Isobel after this entirely blocked off Elma from any of her excursions. Even the visits to Miss Grace were over so far as Isobel was concerned, and Elma once more had that dear lady to herself.

She would not tell Miss Grace how it had happened that her cousin no longer accompanied her. Occasionally, however, Isobel stepped in herself and found her former audience in Miss Annie.

None of it affected Elma as it might have done. Isobel hardly spoke to her, certainly never when they were alone. It alarmed Elma how she could light up when anybody was present, any one who counted, and be quite companionable to Elma.

This all faded before the success of Mabel and Jean, who were now writing in the best of spirits.

And oh! "Love of our lives," Adelaide Maud, who was now in London, had called on them. It opened up a fairyland to both, for she took them to her uncle's house, and fêted them generally. Good old Adelaide Maud.

There was no one like her for bringing relief to the rich, and helping the moderately poor.

So Elma described her.

It seemed odd that it should be difficult to know Adelaide Maud except in an emergency. Elma, on the advice of Miss Grace, merely had to send her one little note when in London, with Mabel's address, and Adelaide Maud had called.

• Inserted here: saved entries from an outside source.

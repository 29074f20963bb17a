use crate::guard::ApiGuard;
use crate::upstream::Upstream;

// app's shared state
pub struct AppState {
    pub guard: ApiGuard,    // admission pipeline for expensive routes
    pub upstream: Upstream, // leaderboard + LLM client
}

There were great consolations to the life she now led with Isobel. Cuthbert vowed he would come down to Elma's first dance. How different it was to what she had anticipated! She would go with Isobel and Isobel would be sweetly magnificent, and Elma would feel like a babe of ten. She longed to refuse all invitations until Mabel came home. Then the unrighteousness of this aloofness from Isobel beset her, and they accepted an invitation jointly.

Isobel ordered a dream of a dress from London. Elma was in white. Mabel and Jean sent her white roses for her hair, the daintiest things. Cuthbert played up, and George Maclean found her plenty of partners. Isobel was quite kind. Mr. Leighton had looked sadly on Elma on seeing her off.